Recorded data

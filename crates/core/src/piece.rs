//! Piece module - a typed, identity-bearing occupant of one slot.

use crate::types::{GemKind, PieceId, Position};

/// A gem on the board
///
/// `position` is a cached copy of the slot that holds this piece. Only the
/// [`Grid`](crate::grid::Grid) writes it, which is what keeps the two views in
/// agreement.
#[derive(Debug, Clone, Copy, PartialEq, Eq, Hash)]
pub struct Piece {
    id: PieceId,
    kind: GemKind,
    position: Position,
}

impl Piece {
    pub(crate) fn new(id: PieceId, kind: GemKind, position: Position) -> Self {
        Self { id, kind, position }
    }

    pub fn id(&self) -> PieceId {
        self.id
    }

    pub fn kind(&self) -> GemKind {
        self.kind
    }

    pub fn position(&self) -> Position {
        self.position
    }

    pub(crate) fn set_position(&mut self, position: Position) {
        self.position = position;
    }
}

> Work to be completed
The answer is the line with "GemKind, position: Position)" plus every line after it, printed exactly as they appear above.

> Solution for this task
    pub(crate) fn new(id: PieceId, kind: GemKind, position: Position) -> Self {
        Self { id, kind, position }
    }

    pub fn id(&self) -> PieceId {
        self.id
    }

    pub fn kind(&self) -> GemKind {
        self.kind
    }

    pub fn position(&self) -> Position {
        self.position
    }

    pub(crate) fn set_position(&mut self, position: Position) {
        self.position = position;
    }
}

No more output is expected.